Comme pour le rapport concernant l’année 2013 et celui des années 2014-2016 de l’Observatoire international des prisons, Justice-en-ligne fait écho, ci-dessous, grâce à Marie Berquin, avocat au barreau de Bruxelles et membre de l’Observatoire international des prisons, aux points saillants de celui relatif à l’année 2017.

1. Depuis vingt ans, l’Observatoire international des prisons observe les conditions d’incarcération, alerte et dénonce les abus et les manquements aux droits humains dans le milieu carcéral.

La publication tout à fait aléatoire et irrégulière des statistiques clefs de l’administration pénitentiaire ne facilite pas ce travail. Les informations de l’Observatoire international des prisons proviennent d’un solide réseau d’informateurs (détenus, proches, travailleurs du milieu carcéral, commissions de surveillance, avocats, etc.) et sont vérifiées et recoupées.
Prison Insider est une plateforme créée en 2015 et qui a pour objet de regrouper sur un même site internet des informations de première main sur les conditions de détention dans les prisons du monde entier.

2. Pour les informations relatives à la Belgique, c’est la section belge de l’Observatoire international des prisons qui dresse l’état des lieux. Observations, dernières statistiques, actualité de l’année écoulée, … le tableau reste sombre en 2017.

Dans son rapport 2017, l’Observatoire décrit l’état de nos prisons et revient sur les faits marquants de l’année écoulée. L’Observatoire international des prisons souligne particulièrement les motifs d’inquiétude suivants :

1° L’année 2017 a, une fois de plus, été marquée par l’interpellation de la Belgique par les autorités internationales quant à ses conditions de détention.
La Belgique a encore été condamnée par la Cour européenne des droits de l’homme, notamment dans un arrêt Tekin, pour la mort d’un jeune détenu, malade mental, causée par l’intervention des agents.

Le Comité de prévention de la torture et des peines ou traitements inhumains ou dégradants du Conseil de l’Europe a, lui aussi, pointé les manquements la Belgique à plusieurs reprises.

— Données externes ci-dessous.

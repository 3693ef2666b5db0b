// SPDX-License-Identifier: AGPL-3.0-only
// Copyright (C) 2026 Alex Sizykh

use async_trait::async_trait;

use crate::app::errors::AppResult;
use crate::app::types::{WorkerEvent, WorkerEventMessage};

#[async_trait]
pub trait WorkerEventStorePort: Send + Sync {
    /// Returns false when the job already has an event with this sequence number.
    async fn insert_worker_event(&self, job_id: i64, event: &WorkerEventMessage)
    -> AppResult<bool>;
    /// Events with `sequence_number > after_sequence`, ascending.
    async fn list_worker_events(&self, job_id: i64, after_sequence: i64)
    -> AppResult<Vec<WorkerEvent>>;
}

Dans un rapport récemment publié relatif à sa visite en Belgique, mais aussi en juillet 2017, à travers une déclaration publique (la procédure la plus sévère du Comité). Celle-ci dénonce le sort réservé aux détenus durant les actions collectives menées par les agents pénitentiaires.

Depuis plusieurs années, l’Observatoire international des prisons plaide pour la mise en place d’un service garanti en cas de grève des agents pénitentiaires, sans lequel les détenus subissent de nombreuses violations de leurs droits fondamentaux.

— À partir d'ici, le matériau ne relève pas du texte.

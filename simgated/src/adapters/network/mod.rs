// SPDX-License-Identifier: AGPL-3.0-only
// Copyright (C) 2026 Alex Sizykh

use std::io;
use std::net::{IpAddr, SocketAddr};

use thiserror::Error as ThisError;
use tokio::net::lookup_host;

use crate::app::errors::{AppError, AppErrorKind, AppResult, codes};

#[derive(ThisError, Debug)]
pub enum NetError {
    #[error("DNS name not found for {0}")]
    DnsNotFound(String),

    #[error("couldn't resolve host {host}: {source}")]
    Resolve { host: String, source: io::Error },

    #[error("no addresses resolved from {0}")]
    NoAddrs(String),
}

async fn lookup_first_addr(host: &str, port: u16) -> Result<SocketAddr, NetError> {
    let mut addrs = lookup_host((host, port)).await.map_err(|source| match source.kind() {
        io::ErrorKind::NotFound => NetError::DnsNotFound(host.to_owned()),
        _ => NetError::Resolve {
            host: host.to_owned(),
            source,
        },
    })?;
    addrs.next().ok_or_else(|| NetError::NoAddrs(host.to_owned()))
}

fn map_net_error(err: NetError) -> AppError {
    let kind = match err {
        NetError::DnsNotFound(_) | NetError::NoAddrs(_) => AppErrorKind::InvalidArgument,
        NetError::Resolve { .. } => AppErrorKind::Unavailable,
    };
    let code = match kind {
        AppErrorKind::InvalidArgument => codes::INVALID_ARGUMENT,
        _ => codes::CONNECTION_FAILURE,
    };
    AppError::with_message(kind, code, err.to_string())
}

/// IP literals short-circuit; hostnames resolve to their first address.
pub async fn resolve_host_addr(host: &str, port: u16) -> AppResult<SocketAddr> {
    let host = host.trim();
    if let Ok(ip) = host.parse::<IpAddr>() {
        return Ok(SocketAddr::new(ip, port));
    }
    lookup_first_addr(host, port).await.map_err(map_net_error)
}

2° L’Observatoire international des prisons insiste également sur la déclaration du Comité de prévention de la torture et des peines ou traitements inhumains ou dégradants, qui souligne la situation des internés qui séjournent encore dans les prisons et qui devraient être transférés au plus vite dans des structures permettant une prise en charge psychiatrique adaptée.

À ce jour, de nombreux patients attendent jusqu’à plusieurs années dans les annexes psychiatriques qu’une place se libère. Et au sein de ces annexes, comme dans les prisons, les professionnels de la santé mentale sont en sous-effectif. La situation dans certains établissements est réellement critique.

3° De manière générale, la question des soins de santé reste problématique en prison. Sur ce sujet, deux rapports ont été publié en 2017 : l’un par les Commissions de Surveillance, l’autre par le Centre fédéral d’expertise des soins de santé (KCE) (sur les Commissions de surveillance des prisons, il est renvoyé à l’article suivant de Réginald de Béco, publié sur Justice-en-ligne : « Les Commissions de surveillance des prisons : un outil méconnu de soutien aux détenus »). Tous deux dépeignent une situation particulièrement
alarmante : la moitié de la population carcérale se dit en mauvaise santé.

L’insuffisance de personnel médical est un problème majeur, dont résultent notamment des délais d’attente importants pour les rendez-vous médicaux et des consultations de très courte durée. De plus, l’absence de médecins spécialistes dans les prisons est criante. À l’heure actuelle, les soins de santé dépendent du SPF Justice, et Comité de prévention de la torture et des peines ou traitements inhumains ou dégradants soutient le transfert de ces compétences vers le Service public fédéral de la Santé publique.

4° Autre publication notable en 2017 épinglée par l’Observatoire international des prisons : celle au mois d’octobre d’un rapport de la Cour des comptes qui s’attarde sur la comptabilité des établissements pénitentiaires. L’institution pointe notamment que « le contrôle interne des prisons est insuffisant », au point qu’il n’est pas possible de « différencier un vol d’une perte ou d’une sortie en vue d’une utilisation normale ».

5° En ce qui concerne la surpopulation carcérale, les chiffres sont toujours dramatiques dans la plupart des établissements du pays. Plusieurs de nos prisons sont vétustes et mal entretenues et les conditions d’hygiène y restent préoccupantes.

6° Les conditions de détention difficiles signifient des conditions de travail pénibles pour les agents mais aussi pour tous les travailleurs du monde carcéral.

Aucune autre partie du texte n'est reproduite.